My "new" life
Retirement is a bit under siege at the moment as little jobs continue to come in and I am hard pressed to say no to old clients. I finished up two small jobs today.
But---I have ample time to pursue other interests and one of them is a course entitled "Serious Nonsense" which is given in the Pa. Dutch dialect and taught by a professor at one of the local universities. The dialect was my "native tongue" to a degree----my Mother (a school teacher) refused to allow it to be spoken in the house where only English was to be spoken. In the barns and the fields English was verboten.

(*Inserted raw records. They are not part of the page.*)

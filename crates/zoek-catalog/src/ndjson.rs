use std::io::{BufRead, Write};

use serde_json::Value;
use zoek_core::error::ZoekError;
use zoek_core::models::record::RepositoryRecord;

/// JSON pointer to the repository list inside a GitHub organisation page.
const NESTED_NODES: &str = "/organization/repositories/nodes";

/// Normalize one JSON document into records.
///
/// Accepts a flat repository object, an organisation page holding
/// `organization.repositories.nodes`, or an array of either.
pub fn parse_document(value: Value) -> Result<Vec<RepositoryRecord>, ZoekError> {
    match value {
        Value::Array(items) => {
            let mut records = Vec::with_capacity(items.len());
            for item in items {
                records.extend(parse_object(item)?);
            }
            Ok(records)
        }
        other => parse_object(other),
    }
}

fn parse_object(value: Value) -> Result<Vec<RepositoryRecord>, ZoekError> {
    let is_page = value
        .as_object()
        .is_some_and(|obj| obj.contains_key("organization"));
    if !is_page {
        return Ok(vec![RepositoryRecord::from_json(value)?]);
    }

    let mut value = value;
    match value.pointer_mut(NESTED_NODES).map(Value::take) {
        Some(Value::Array(nodes)) => nodes.into_iter().map(RepositoryRecord::from_json).collect(),
        Some(Value::Null) => Ok(Vec::new()),
        _ => Err(ZoekError::InvalidRecord {
            reason: "organization.repositories.nodes must be an array".into(),
        }),
    }
}

/// Parse a newline-delimited catalog.
///
/// In strict mode the first malformed line aborts with
/// [`ZoekError::CatalogParse`]; otherwise it is logged and skipped.
pub fn parse_ndjson<R: BufRead>(reader: R, strict: bool) -> Result<Vec<RepositoryRecord>, ZoekError> {
    let mut records = Vec::new();
    for (idx, line) in reader.lines().enumerate() {
        let line_no = idx + 1;
        let line = line?;
        let trimmed = line.trim();
        if trimmed.is_empty() {
            continue;
        }

        let parsed = serde_json::from_str::<Value>(trimmed)
            .map_err(|e| e.to_string())
            .and_then(|value| parse_document(value).map_err(|e| e.to_string()));

        match parsed {
            Ok(batch) => records.extend(batch),
            Err(message) if strict => {
                return Err(ZoekError::CatalogParse {
                    line: line_no,
                    message,
                })
            }
            Err(message) => {
                tracing::warn!("skipping malformed catalog line {line_no}: {message}");
            }
        }
    }
    Ok(records)
}

/// Write records as one JSON object per line.
pub fn write_ndjson<W: Write>(mut writer: W, records: &[RepositoryRecord]) -> Result<(), ZoekError> {
    for record in records {
        let line =
            serde_json::to_string(record).map_err(|e| ZoekError::Serialization(e.to_string()))?;
        writeln!(writer, "{line}")?;
    }
    writer.flush()?;
    Ok(())
}

#[cfg(test)]
mod tests {
    use super::*;
    use serde_json::json;

    #[test]
    fn test_flat_and_nested_lines_normalize_alike() {
        let input = concat!(
            r#"{"name":"a","sshUrl":"git@x:a","diskUsage":100,"isDisabled":false}"#,
            "\n",
            r#"{"organization":{"name":"Acme","repositories":{"nodes":[{"name":"b","sshUrl":"git@x:b","diskUsage":null,"isDisabled":false,"url":"https://x/b"},{"name":"c","sshUrl":"git@x:c","diskUsage":7,"isDisabled":true}]}}}"#,
            "\n\n",
        );
        let records = parse_ndjson(input.as_bytes(), true).unwrap();
        let names: Vec<&str> = records.iter().map(|r| r.name.as_str()).collect();
        assert_eq!(names, vec!["a", "b", "c"]);
        assert_eq!(records[1].url.as_deref(), Some("https://x/b"));
        assert_eq!(records[1].disk_usage, None);
        assert!(records[2].is_disabled);
    }

    #[test]
    fn test_strict_mode_reports_line() {
        let input = "{\"name\":\"a\"}\n{not json\n{\"name\":\"b\"}\n";
        let err = parse_ndjson(input.as_bytes(), true).unwrap_err();
        match err {
            ZoekError::CatalogParse { line, .. } => assert_eq!(line, 2),
            other => panic!("unexpected error: {other}"),
        }
    }

    #[test]
    fn test_lenient_mode_skips_bad_lines() {
        let input = "{\"name\":\"a\"}\n{not json\n{\"name\":\"b\",\"diskUsage\":\"x\"}\n{\"name\":\"c\"}\n";
        let records = parse_ndjson(input.as_bytes(), false).unwrap();
        let names: Vec<&str> = records.iter().map(|r| r.name.as_str()).collect();
        assert_eq!(names, vec!["a", "c"]);
    }

    #[test]
    fn test_array_document() {
        let records = parse_document(json!([
            {"name": "a", "sshUrl": "git@x:a", "webUrl": "https://x/a", "size": 1, "isDisabled": false},
            {"name": "b", "sshUrl": null, "webUrl": "https://x/b", "size": null, "isDisabled": true}
        ]))
        .unwrap();
        assert_eq!(records.len(), 2);
        assert_eq!(records[0].url.as_deref(), Some("https://x/a"));
        assert!(records[1].is_disabled);
    }

    #[test]
    fn test_page_without_nodes_is_rejected() {
        let err = parse_document(json!({"organization": {"repositories": {}}})).unwrap_err();
        assert!(err.to_string().contains("nodes"));
    }

    #[test]
    fn test_emit_then_parse_reproduces_records() {
        let records = parse_document(json!([
            {"name": "a", "sshUrl": "git@x:a", "webUrl": "https://x/a", "size": 100, "isDisabled": false, "project": {"name": "p"}},
            {"name": "b", "sshUrl": "git@x:b", "webUrl": "https://x/b", "size": null, "isDisabled": false}
        ]))
        .unwrap();

        let mut out = Vec::new();
        write_ndjson(&mut out, &records).unwrap();
        let text = String::from_utf8(out.clone()).unwrap();
        assert_eq!(text.lines().count(), 2);
        assert!(text.lines().next().unwrap().starts_with(r#"{"name":"a","sshUrl":"git@x:a","url":"https://x/a","diskUsage":100"#));

        let reparsed = parse_ndjson(out.as_slice(), true).unwrap();
        assert_eq!(reparsed, records);
    }
}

As a kid, the predominate language was Pa. Dutch. If you heard English being spoken you looked around to find the
ausländer! When I began school (and my Mother was my teacher), the kids who could not speak PA Dutch were outcasts on the playground. School was taught in English. My brother who is 4 years older than me started school (circa 1945) in the dialect.
The transition from primarily PA Dutch to English was swift---it seemed in one generation that transition was complete. As that happened fewer and fewer opportunities to speak the dialect occurred. Today, I have to find an old order Mennonite or an Amish to talk to in PA Dutch---and I am pretty rusty plus I find modern German sneaking into my speaking. My comprehension of the spoken word is better than my speaking.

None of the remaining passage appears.